Pull out every line of the listing below where "AppError" appears.

____________

//! HTTP handlers, one module per resource.

pub mod health;
pub mod templates;
pub mod videos;
pub mod workflows;

use lps_core::AppError;

use crate::constants::{DEFAULT_PAGE_SIZE, MAX_PAGE_SIZE};

/// `(limit, offset)` for a 1-based `page` of `page_size` rows.
pub(crate) fn page_window(page: Option<i64>, page_size: Option<i64>) -> Result<(i64, i64), AppError> {
    let page = page.unwrap_or(1);
    let page_size = page_size.unwrap_or(DEFAULT_PAGE_SIZE);
    if page < 1 {
        return Err(AppError::InvalidInput("page must be at least 1".to_string()));
    }
    if !(1..=MAX_PAGE_SIZE).contains(&page_size) {
        return Err(AppError::InvalidInput(format!(
            "page_size must be between 1 and {}",
            MAX_PAGE_SIZE
        )));
    }
    Ok((page_size, (page - 1) * page_size))
}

____________

_Solved problem_
use lps_core::AppError;
pub(crate) fn page_window(page: Option<i64>, page_size: Option<i64>) -> Result<(i64, i64), AppError> {
        return Err(AppError::InvalidInput("page must be at least 1".to_string()));
        return Err(AppError::InvalidInput(format!(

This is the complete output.